Health insurance industry representatives say a recent New York Times account of aggressive Medicare Advantage marketing tactics describes the activities of a few bad apples.
“The vast majority of health insurance producers work very hard to find quality and appropriate health coverage at the best possible price for millions of employers, individuals and families every day,” says Kelly Loussedes, a vice president at the National Association of Health Underwriters, Arlington, Va.
“It is unfair to label all agents selling Medicare Advantage plans as dishonest because of the outrageous behavior of a few unethical individuals,” Loussedes says.
The Medicare Advantage program is best known for offering older Americans and disabled Americans access to health maintenance organization plan options from private carriers, and it also has added access to private preferred provider plan and private fee-for-service plan options.

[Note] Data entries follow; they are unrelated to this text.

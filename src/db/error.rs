use thiserror::Error;

#[derive(Debug, Error)]
pub enum StoreError {
    #[error("io error: {0}")]
    Io(#[from] std::io::Error),

    #[error("json error: {0}")]
    Json(#[from] serde_json::Error),

    #[error("database error: {0}")]
    Database(#[from] tokio_postgres::Error),
}
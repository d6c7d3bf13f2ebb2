//! Turns a filter line into discrete BUY/SELL events.
//!
//! A candle is "long" when it closes above an up-moving filter and "short"
//! when it closes below a down-moving one. The last long/short seen is
//! remembered as the trend, and a signal fires only on the candle where the
//! trend flips.

use crate::indicators::error::IndicatorError;
use crate::models::{Candle, Direction, FilterPoint, Signal, TrendState};

pub struct SignalDetector;

impl SignalDetector {
    /// Signal label for every candle, in order.
    pub fn detect(
        candles: &[Candle],
        points: &[FilterPoint],
    ) -> Result<Vec<Signal>, IndicatorError> {
        Ok(Self::detect_with_trend(candles, points)?
            .into_iter()
            .map(|(signal, _)| signal)
            .collect())
    }

    /// Like [`SignalDetector::detect`] but also returns the trend after each candle.
    pub fn detect_with_trend(
        candles: &[Candle],
        points: &[FilterPoint],
    ) -> Result<Vec<(Signal, TrendState)>, IndicatorError> {
        if candles.len() != points.len() {
            return Err(IndicatorError::InvariantViolation(format!(
                "{} candles but {} filter points",
                candles.len(),
                points.len()
            )));
        }

        let mut tracker = TrendTracker::default();
        Ok(candles
            .iter()
            .zip(points)
            .enumerate()
            .map(|(i, (candle, point))| {
                if i == 0 {
                    // Nothing to cross from on the first candle.
                    (Signal::None, tracker.trend())
                } else {
                    let signal = tracker.push(candle.close, point);
                    (signal, tracker.trend())
                }
            })
            .collect())
    }
}

/// Crossover memory, updated once per candle.
#[derive(Debug, Clone, Copy)]
pub struct TrendTracker {
    trend: TrendState,
}

impl Default for TrendTracker {
    fn default() -> Self {
        Self {
            trend: TrendState::Undetermined,
        }
    }
}

impl TrendTracker {
    /// Fold in one candle and return the signal it produces.
    pub fn push(&mut self, close: f64, point: &FilterPoint) -> Signal {
        let long = close > point.filter_value && point.direction == Direction::Up;
        let short = close < point.filter_value && point.direction == Direction::Down;
        let previous = self.trend;

        if long {
            self.trend = TrendState::Long;
        } else if short {
            self.trend = TrendState::Short;
        }

        match previous {
            TrendState::Short if long => Signal::Buy,
            TrendState::Long if short => Signal::Sell,
            _ => Signal::None,
        }
    }

    pub fn trend(&self) -> TrendState {
        self.trend
    }
}
//! Unit tests for the streaming averages

use rangefilter::common::math::{ema_alpha, ema_series, ConditionalEma, StreamingEma};

use crate::test_utils::assert_close;

#[test]
fn test_alpha_from_span() {
    assert_close(ema_alpha(1), 1.0);
    assert_close(ema_alpha(2), 2.0 / 3.0);
    assert_close(ema_alpha(14), 2.0 / 15.0);
}

#[test]
fn test_streaming_ema_seeds_with_first_sample() {
    let mut ema = StreamingEma::new(14);
    assert!(ema.value().is_none());
    assert_eq!(ema.update(42.0), 42.0);
    assert_eq!(ema.value(), Some(42.0));
}

#[test]
fn test_streaming_ema_recurrence() {
    let mut ema = StreamingEma::new(3);
    ema.update(10.0);
    // alpha = 0.5
    assert_close(ema.update(20.0), 15.0);
    assert_close(ema.update(20.0), 17.5);
}

#[test]
fn test_ema_series_matches_streaming() {
    let values = [1.0, 4.0, 2.0, 8.0, 5.0];
    let series = ema_series(&values, 4);
    let mut ema = StreamingEma::new(4);
    for (v, s) in values.iter().zip(&series) {
        assert_eq!(ema.update(*v), *s);
    }
    assert_eq!(series[0], 1.0);
}

#[test]
fn test_span_one_tracks_input() {
    let series = ema_series(&[3.0, 7.0, -2.0], 1);
    assert_eq!(series, vec![3.0, 7.0, -2.0]);
}

#[test]
fn test_conditional_ema_unset_until_first_change() {
    let mut ema = ConditionalEma::new(2);
    assert_eq!(ema.step(100.0, false), None);
    assert_eq!(ema.step(100.0, false), None);
    assert_eq!(ema.step(103.0, true), Some(103.0));
}

#[test]
fn test_conditional_ema_carries_forward_between_changes() {
    let mut ema = ConditionalEma::new(2);
    ema.step(100.0, true);
    let updated = ema.step(106.0, true).unwrap();
    assert_close(updated, 104.0);
    // Samples without a change are ignored.
    assert_eq!(ema.step(500.0, false), Some(updated));
    assert_eq!(ema.step(500.0, false), Some(updated));
}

The Times article, which ran on the front page of the newspaper May 7, says at least 6 states are investigating reports of agents pressuring elderly Americans into buying unsuitable Medicare Advantage policies.
The “abusive sales tactics are particularly egregious” in the Medicare Advantage private FFS plan market, the Times reports.

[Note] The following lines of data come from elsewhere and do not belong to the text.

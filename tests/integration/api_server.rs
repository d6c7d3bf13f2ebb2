//! Integration tests for the API Server
//!
//! Tests HTTP endpoints, health checks, metrics, and the signal views.

#[path = "api_server/test_utils.rs"]
mod test_utils;

use chrono::{DateTime, Utc};
use rangefilter::models::{SignalRecord, SignalSide};
use serde_json::Value;

use test_utils::TestApiServer;

fn record(id: &str, symbol: &str, side: SignalSide, price: f64) -> SignalRecord {
    let time = DateTime::<Utc>::from_timestamp(1_700_000_000, 0).unwrap();
    SignalRecord::new(id.to_string(), symbol, side, price, time)
}

#[tokio::test]
async fn health_endpoint_reports_healthy_status() {
    let app = TestApiServer::new().await;
    let response = app.server.get("/health").await;
    assert_eq!(response.status_code(), 200);

    let body: Value = response.json();
    assert_eq!(body["status"], "healthy");
    assert!(body["uptime_seconds"].as_u64().is_some());
    assert_eq!(body["service"], "rangefilter-signals");
}

#[tokio::test]
async fn metrics_endpoint_exposes_prometheus_metrics() {
    let app = TestApiServer::new().await;
    app.server.get("/health").await;

    let response = app.server.get("/metrics").await;
    assert_eq!(response.status_code(), 200);

    let body = response.text();
    for name in [
        "http_requests_total",
        "http_request_duration_seconds",
        "http_requests_in_flight",
    ] {
        assert!(body.contains(name), "Expected {} metric", name);
    }
    assert!(app.metrics.http_requests_total.get() >= 1);
}

#[tokio::test]
async fn metrics_endpoint_omits_worker_metrics() {
    let app = TestApiServer::new().await;
    let body = app.server.get("/metrics").await.text();

    for name in [
        "analysis_cycles_total",
        "analysis_failures_total",
        "signals_emitted_total",
        "analysis_duration_seconds",
        "database_connected",
    ] {
        assert!(!body.contains(name), "Unexpected {} metric", name);
    }
}

#[tokio::test]
async fn signals_endpoint_is_empty_without_a_file() {
    let app = TestApiServer::new().await;
    let response = app.server.get("/signals").await;
    assert_eq!(response.status_code(), 200);

    let body: Value = response.json();
    assert_eq!(body, serde_json::json!([]));
}

#[tokio::test]
async fn signals_endpoint_lists_latest_per_symbol() {
    let app = TestApiServer::new().await;
    app.store
        .upsert(record("11A22B", "BTCUSDT", SignalSide::Buy, 37000.0))
        .await
        .unwrap();
    app.store
        .upsert(record("33C44D", "ETHUSDT", SignalSide::Sell, 2000.5))
        .await
        .unwrap();
    app.store
        .upsert(record("55E66F", "BTCUSDT", SignalSide::Sell, 36500.0))
        .await
        .unwrap();

    let response = app.server.get("/signals").await;
    assert_eq!(response.status_code(), 200);

    let body: Vec<SignalRecord> = response.json();
    assert_eq!(body.len(), 2);
    assert_eq!(body[0].signal_id, "55E66F");
    assert_eq!(body[0].signal_side, SignalSide::Sell);
    assert_eq!(body[1].symbol, "ETHUSDT");
}

#[tokio::test]
async fn signal_by_symbol_is_case_insensitive() {
    let app = TestApiServer::new().await;
    app.store
        .upsert(record("11A22B", "BTCUSDT", SignalSide::Buy, 37000.0))
        .await
        .unwrap();

    let response = app.server.get("/signals/btcusdt").await;
    assert_eq!(response.status_code(), 200);

    let body: Value = response.json();
    assert_eq!(body["symbol"], "BTCUSDT");
    assert_eq!(body["signal_side"], "BUY");
    assert_eq!(body["entry_price"], 37000.0);
    assert_eq!(body["creation_time_utc"], "2023-11-14 22:13:20");
}

#[tokio::test]
async fn unknown_symbol_returns_not_found() {
    let app = TestApiServer::new().await;
    let response = app.server.get("/signals/XRPUSDT").expect_failure().await;
    assert_eq!(response.status_code(), 404);

    let body: Value = response.json();
    assert!(body["error"].as_str().unwrap().contains("XRPUSDT"));
}

#[tokio::test]
async fn unreadable_signal_file_returns_server_error() {
    let app = TestApiServer::new().await;
    app.write_signal_file("[{\"signal_id\": ");

    let response = app.server.get("/signals").expect_failure().await;
    assert_eq!(response.status_code(), 500);

    let body: Value = response.json();
    assert_eq!(body["error"], "Could not process signal file");
    assert!(body["details"].is_string());
}
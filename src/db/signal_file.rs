//! JSON file holding the latest signal per symbol.
//!
//! Writes go to a sibling `.tmp` file which is then renamed over the target,
//! so readers never observe a half-written document.

use std::path::{Path, PathBuf};

use tokio::sync::Mutex;
use tracing::{error, info};

use super::error::StoreError;
use crate::models::SignalRecord;

pub struct SignalFileStore {
    path: PathBuf,
    write_lock: Mutex<()>,
}

impl SignalFileStore {
    pub fn new(path: impl Into<PathBuf>) -> Self {
        Self {
            path: path.into(),
            write_lock: Mutex::new(()),
        }
    }

    pub fn path(&self) -> &Path {
        &self.path
    }

    /// Latest record per symbol, in first-seen order.
    ///
    /// A missing or empty file reads as no signals.
    pub async fn load(&self) -> Result<Vec<SignalRecord>, StoreError> {
        let bytes = match tokio::fs::read(&self.path).await {
            Ok(bytes) => bytes,
            Err(e) if e.kind() == std::io::ErrorKind::NotFound => return Ok(Vec::new()),
            Err(e) => return Err(e.into()),
        };
        if bytes.iter().all(u8::is_ascii_whitespace) {
            return Ok(Vec::new());
        }
        let records: Vec<SignalRecord> = serde_json::from_slice(&bytes)?;
        Ok(latest_per_symbol(records))
    }

    /// Insert or replace the record for its symbol, compared case-insensitively.
    pub async fn upsert(&self, record: SignalRecord) -> Result<(), StoreError> {
        let _guard = self.write_lock.lock().await;

        let mut records = self.load().await?;
        match records.iter_mut().find(|r| r.symbol.eq_ignore_ascii_case(&record.symbol)) {
            Some(existing) => *existing = record,
            None => records.push(record),
        }

        let tmp = self.tmp_path();
        let json = serde_json::to_vec_pretty(&records)?;
        if let Err(e) = write_and_rename(&tmp, &self.path, &json).await {
            error!(path = %self.path.display(), error = %e, "Error saving signal to {}", self.path.display());
            let _ = tokio::fs::remove_file(&tmp).await;
            return Err(e.into());
        }

        info!(path = %self.path.display(), "Latest signal written to {}", self.path.display());
        Ok(())
    }

    fn tmp_path(&self) -> PathBuf {
        let mut name = self.path.as_os_str().to_owned();
        name.push(".tmp");
        PathBuf::from(name)
    }
}

async fn write_and_rename(tmp: &Path, target: &Path, bytes: &[u8]) -> std::io::Result<()> {
    tokio::fs::write(tmp, bytes).await?;
    tokio::fs::rename(tmp, target).await
}

/// Keep only the last record seen for each symbol.
pub fn latest_per_symbol(records: Vec<SignalRecord>) -> Vec<SignalRecord> {
    let mut latest: Vec<SignalRecord> = Vec::new();
    for record in records {
        match latest.iter_mut().find(|r| r.symbol.eq_ignore_ascii_case(&record.symbol)) {
            Some(existing) => *existing = record,
            None => latest.push(record),
        }
    }
    latest
}
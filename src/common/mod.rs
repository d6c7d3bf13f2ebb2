//! Shared numeric primitives.

pub mod math;
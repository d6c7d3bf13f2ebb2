//! Range filter trend signals.
//!
//! The indicator core (`common`, `indicators`, `signals`) is pure and
//! synchronous. `services`, `db` and `core` wire it to an exchange, storage,
//! a polling schedule and an HTTP API.

pub mod common;
pub mod config;
pub mod core;
pub mod db;
pub mod indicators;
pub mod logging;
pub mod metrics;
pub mod models;
pub mod services;
pub mod signals;
//! CoinEx v2 REST payloads.

use chrono::{DateTime, Utc};
use serde::Deserialize;

use crate::models::Candle;
use crate::services::market_data::MarketDataError;

/// Envelope of every v2 response.
#[derive(Debug, Deserialize)]
pub struct ApiResponse<T> {
    pub code: i64,
    #[serde(default)]
    pub message: String,
    pub data: Option<T>,
}

/// One kline row. Prices and volume arrive as decimal strings.
#[derive(Debug, Deserialize)]
pub struct KlineData {
    pub created_at: i64,
    pub open: String,
    pub high: String,
    pub low: String,
    pub close: String,
    pub volume: String,
}

impl KlineData {
    pub fn into_candle(self) -> Result<Candle, MarketDataError> {
        let timestamp = DateTime::<Utc>::from_timestamp_millis(self.created_at).ok_or_else(|| {
            MarketDataError::Parse(format!("timestamp out of range: {}", self.created_at))
        })?;

        Ok(Candle::new(
            decimal("open", &self.open)?,
            decimal("high", &self.high)?,
            decimal("low", &self.low)?,
            decimal("close", &self.close)?,
            decimal("volume", &self.volume)?,
            timestamp,
        ))
    }
}

fn decimal(field: &str, raw: &str) -> Result<f64, MarketDataError> {
    raw.parse::<f64>()
        .map_err(|e| MarketDataError::Parse(format!("{} '{}': {}", field, raw, e)))
}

The Medicare Advantage program is growing because the extra benefits program plans provide are very attractive to seniors living on fixed incomes, Loussedes says.
Loussedes and Mohit Ghose, a vice president at America’s Health Insurance Plans, Washington, says their groups have worked with Centers for Medicare and Medicaid Services to address concerns about Medicare plan marketing by developing a 4-part training program for brokers and agents.

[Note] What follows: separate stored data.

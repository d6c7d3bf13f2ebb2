//! Test utilities for API server integration tests

use axum_test::TestServer;
use rangefilter::core::http::{create_router, AppState, HealthStatus};
use rangefilter::db::SignalFileStore;
use rangefilter::metrics::Metrics;
use std::sync::Arc;
use std::time::Instant;
use tempfile::TempDir;
use tokio::sync::RwLock;

/// Test helper for API server integration tests
#[allow(dead_code)]
pub struct TestApiServer {
    pub server: TestServer,
    pub metrics: Arc<Metrics>,
    pub store: Arc<SignalFileStore>,
    pub dir: TempDir,
}

impl TestApiServer {
    pub async fn new() -> Self {
        let dir = tempfile::tempdir().expect("create temp dir");
        let store = Arc::new(SignalFileStore::new(dir.path().join("signals.json")));
        let metrics = Arc::new(Metrics::http_only().expect("metrics initialization"));
        let state = AppState {
            health: Arc::new(RwLock::new(HealthStatus::default())),
            metrics: metrics.clone(),
            start_time: Arc::new(Instant::now()),
            signal_store: store.clone(),
        };

        let app = create_router(state);
        let server = TestServer::new(app).expect("start test server");

        Self {
            server,
            metrics,
            store,
            dir,
        }
    }

    /// Overwrite the signal file with raw contents.
    pub fn write_signal_file(&self, contents: &str) {
        std::fs::write(self.store.path(), contents).expect("write signal file");
    }
}
//! Unit tests for CoinEx payload handling

use rangefilter::services::coinex::resolution_to_period;
use rangefilter::services::coinex::types::{ApiResponse, KlineData};
use rangefilter::services::MarketDataError;

#[test]
fn test_minute_periods() {
    assert_eq!(resolution_to_period(1).unwrap(), "1min");
    assert_eq!(resolution_to_period(15).unwrap(), "15min");
    assert_eq!(resolution_to_period(59).unwrap(), "59min");
}

#[test]
fn test_hour_and_day_periods() {
    assert_eq!(resolution_to_period(60).unwrap(), "1hour");
    assert_eq!(resolution_to_period(240).unwrap(), "4hour");
    assert_eq!(resolution_to_period(1440).unwrap(), "1day");
}

#[test]
fn test_unsupported_periods() {
    assert!(matches!(
        resolution_to_period(0),
        Err(MarketDataError::UnsupportedResolution(0))
    ));
    assert!(matches!(
        resolution_to_period(90),
        Err(MarketDataError::UnsupportedResolution(90))
    ));
}

#[test]
fn test_kline_parses_string_numbers() {
    let raw = r#"{
        "code": 0,
        "message": "OK",
        "data": [{
            "market": "BTCUSDT",
            "created_at": 1700000000000,
            "open": "37000.5",
            "high": "37100",
            "low": "36950.25",
            "close": "37050",
            "volume": "12.5",
            "value": "463125"
        }]
    }"#;
    let response: ApiResponse<Vec<KlineData>> = serde_json::from_str(raw).unwrap();
    assert_eq!(response.code, 0);

    let candle = response.data.unwrap().remove(0).into_candle().unwrap();
    assert_eq!(candle.open, 37000.5);
    assert_eq!(candle.high, 37100.0);
    assert_eq!(candle.low, 36950.25);
    assert_eq!(candle.close, 37050.0);
    assert_eq!(candle.volume, 12.5);
    assert_eq!(candle.timestamp.timestamp(), 1_700_000_000);
}

#[test]
fn test_kline_rejects_bad_number() {
    let kline = KlineData {
        created_at: 0,
        open: "1".into(),
        high: "abc".into(),
        low: "1".into(),
        close: "1".into(),
        volume: "1".into(),
    };
    assert!(matches!(kline.into_candle(), Err(MarketDataError::Parse(_))));
}

#[test]
fn test_only_http_errors_are_transient() {
    assert!(MarketDataError::Http("timeout".into()).is_transient());
    assert!(!MarketDataError::Parse("x".into()).is_transient());
    assert!(!MarketDataError::Api {
        code: 3008,
        message: "bad market".into()
    }
    .is_transient());
}
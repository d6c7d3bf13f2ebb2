//! Market data provider interface.

use async_trait::async_trait;
use thiserror::Error;

use crate::models::Candle;

#[derive(Debug, Error)]
pub enum MarketDataError {
    /// Transport failure or non-success HTTP status. Worth retrying.
    #[error("http error: {0}")]
    Http(String),

    #[error("exchange rejected request (code {code}): {message}")]
    Api { code: i64, message: String },

    #[error("malformed market data: {0}")]
    Parse(String),

    #[error("unsupported resolution: {0} minutes")]
    UnsupportedResolution(u32),
}

impl MarketDataError {
    pub fn is_transient(&self) -> bool {
        matches!(self, MarketDataError::Http(_))
    }
}

impl From<reqwest::Error> for MarketDataError {
    fn from(e: reqwest::Error) -> Self {
        if e.is_decode() {
            MarketDataError::Parse(e.to_string())
        } else {
            MarketDataError::Http(e.to_string())
        }
    }
}

#[async_trait]
pub trait MarketDataProvider: Send + Sync {
    /// Most recent `limit` candles, oldest first. The last one may still be forming.
    async fn get_candles(
        &self,
        symbol: &str,
        resolution_minutes: u32,
        limit: usize,
    ) -> Result<Vec<Candle>, MarketDataError>;
}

The training program covers the rules and responsibilities associated with selling Medicare Advantage plans and Medicare Part D prescription drug plans.
The course has been approved for continuing education credits in more than 30 states, and hundreds of NAHU members have taken the course, Loussedes says.
“The course, like all NAHU programs, teaches and encourages ethical professionalism,” Loussedes says.
AHIP members have established certification requirements that agents and brokers must meet before becoming qualified to market the sponsor’s Medicare Advantage plan, and many have compensation arrangements that include incentives that discourage inappropriate marketing practices, Ghose says.
In addition, Ghose says, Medicare Advantage plan sponsors use a variety of mechanisms to monitor agent and broker performance and compliance with CMS marketing guidelines and “take quick action to address inappropriate behavior, including termination of contracts.”
Other oversight activities include making telephone calls to new members, monitoring agent calls to beneficiaries, and monitoring complaints, Ghose says.
“We will continue to work with CMS to ensure that Medicare beneficiaries are able to make the health care coverage decision that suits them best,” Ghose says.